In 2008, the ArrowCorps5 projects, conceived by the Order of the Arrow and the National Forest Service, brought together five thousand Arrowmen at five sites for five weeks. Seven Arrowmen from our Lodge, T’Kope Kwiskwis, traveled to Shasta-Trinity National Forest in California. During that summer, the staff at Mount Rainier National Park approached Camp Sheppard ranger Pat Tobin about why there was no such project at their park, and during a meeting with Lodge Adviser Jason Stewart ArrowCorps502 was born. Over the years that followed, a project slowly took shape under the direction of a dedicated group of youth and adult leaders. The team worked to build a both a unique project methodology founded on best practices and a comprehensive relationship with the National Park Service and National Forest Service.

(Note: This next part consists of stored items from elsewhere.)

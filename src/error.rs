//! Error types for ytdlp-engine
//!
//! The taxonomy follows the failure classes of the orchestration engine:
//! spawn failures (tool missing), listing parse failures, process failures
//! (non-zero exit), cancellation, and pre-queue validation errors.

use std::path::PathBuf;
use thiserror::Error;

/// Result type alias for ytdlp-engine operations
pub type Result<T> = std::result::Result<T, Error>;

/// Main error type for ytdlp-engine
#[derive(Debug, Error)]
pub enum Error {
    /// The external tool could not be spawned (missing or not executable).
    ///
    /// Fatal to the job attempt it belongs to; the job is marked Failed
    /// without ever having run.
    #[error("failed to spawn {executable}: {source}")]
    Spawn {
        /// The executable that could not be started
        executable: PathBuf,
        /// The underlying I/O error from the spawn attempt
        #[source]
        source: std::io::Error,
    },

    /// A one-shot probe invocation exited with a non-zero status
    #[error("probe command failed with exit code {code:?}: {stderr}")]
    Probe {
        /// Exit code of the probe process (None if killed by a signal)
        code: Option<i32>,
        /// Captured standard error output
        stderr: String,
    },

    /// A one-shot probe invocation did not finish within its time bound
    #[error("probe command timed out after {seconds}s")]
    ProbeTimeout {
        /// The timeout that was exceeded, in seconds
        seconds: u64,
    },

    /// Malformed JSON from a listing request
    #[error("listing parse error: {0}")]
    Parse(#[from] serde_json::Error),

    /// Job lifecycle error
    #[error("job error: {0}")]
    Job(#[from] JobError),

    /// URL failed validation before enqueue
    #[error("invalid URL: {0}")]
    InvalidUrl(String),

    /// Both video and audio streams were excluded from the selection
    #[error("cannot build a selection with both video and audio excluded")]
    EmptySelection,

    /// Playlist download requested with no entries selected
    #[error("no playlist entries selected")]
    NoEntriesSelected,

    /// I/O error (settings file, stream plumbing)
    #[error("I/O error: {0}")]
    Io(#[from] std::io::Error),

    /// Shutdown in progress - not accepting new jobs
    #[error("shutdown in progress: not accepting new jobs")]
    ShuttingDown,

    /// The engine coordinator has stopped and no longer accepts requests
    #[error("engine closed")]
    EngineClosed,
}

/// Job lifecycle errors
#[derive(Debug, Error)]
pub enum JobError {
    /// Job not found in the queue
    #[error("job {id} not found")]
    NotFound {
        /// The job ID that was not found
        id: u64,
    },

    /// Cannot perform operation in the job's current state
    #[error("cannot {operation} job {id} in state {current_state}")]
    InvalidState {
        /// The job ID that is in an invalid state for the operation
        id: u64,
        /// The operation that was attempted (e.g., "remove")
        operation: String,
        /// The current state that prevents the operation
        current_state: String,
    },

    /// Queue-wide operation rejected while a job is active
    #[error("cannot {operation} while job {id} is active")]
    QueueBusy {
        /// The currently active job ID
        id: u64,
        /// The rejected operation (e.g., "clear")
        operation: String,
    },

    /// Start requested on an empty queue
    #[error("queue is empty")]
    EmptyQueue,

    /// Abort requested with no active job
    #[error("no job is currently active")]
    NoActiveJob,
}
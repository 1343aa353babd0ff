//! yt-dlp argument construction for one job
//!
//! The order is part of the tool contract: ffmpeg location and destination
//! first, then the engine-wide custom flags, then the job's format selector
//! and its implied flags, output template, rate limits, and finally the URL.

use crate::config::Config;
use crate::types::JobSpec;

/// Assemble the full argument vector for one job. The URL is always last.
pub(crate) fn build_args(spec: &JobSpec, config: &Config) -> Vec<String> {
    let mut args = Vec::new();

    if let Some(ffmpeg) = config.ffmpeg_executable() {
        args.push("--ffmpeg-location".to_string());
        args.push(ffmpeg.display().to_string());
    }

    let destination = spec.destination.as_ref().unwrap_or(&config.destination);
    args.push("-P".to_string());
    args.push(destination.display().to_string());

    args.extend(config.custom_options.iter().cloned());

    args.push("-f".to_string());
    args.push(spec.selector.clone());

    args.extend(spec.extra_args.iter().cloned());

    if let Some(items) = &spec.playlist_items {
        args.push("-I".to_string());
        args.push(items.clone());
    }

    args.push("-o".to_string());
    args.push(format!("%(title)s [{}].%(ext)s", spec.label));

    if let Some(rate) = &config.limit_rate {
        args.push("--limit-rate".to_string());
        args.push(rate.clone());
    }
    if let Some(rate) = &config.throttled_rate {
        args.push("--throttled-rate".to_string());
        args.push(rate.clone());
    }

    args.push(spec.url.clone());
    args
}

In 2011, ArrowCorps502 brought together a hundred Scouts from around the nation came together for a week of service and fellowship. Six sites throughout Mt. Rainier National Park and Mt. Baker-Snoqualmie National Forest were selected on the basis of conservation need and historical and environmental interest. As much as completing service, the project sought to develop expedition leadership skills, a sense of outdoor ethics, and a new appreciation for conservation in a way that was highly visible to both the Scouting community and the public at large. ArrowCorps502 empowered participants and staff to gain a new outlook on what they were capable of achieving and the difference they could make in their community and their world. The project was such a success that planning for ArrowCorps2014 began before the week was even over.
In the two years since the project, the impact of ArrowCorps502 has only continued to grow. Mt. Rainier National Park credits ArrowCorps502 with a substantial increase in the number of Scouts recreating in the park. T’Kope Kwiskwis received the 2012 OA National Service Award for distinguished commitment to service, one of only eight Lodges nationwide to do so. Lodge trainers traveled to the National Order of the Arrow Conference in 2012 to teach others how to plan major conservation service projects, just as they had been taught at the 2009 Conference. Two Conservation Leadership Schools in 2012 and 2013, hosted by Cascade Leadership Challenge and Crew 502, have prepared a new generation of Scout leaders for our next project, ArrowCorps2014. The legacy of Scout service that began nearly a century ago at Mt. Rainier lives on, and we are about to write the next chapter.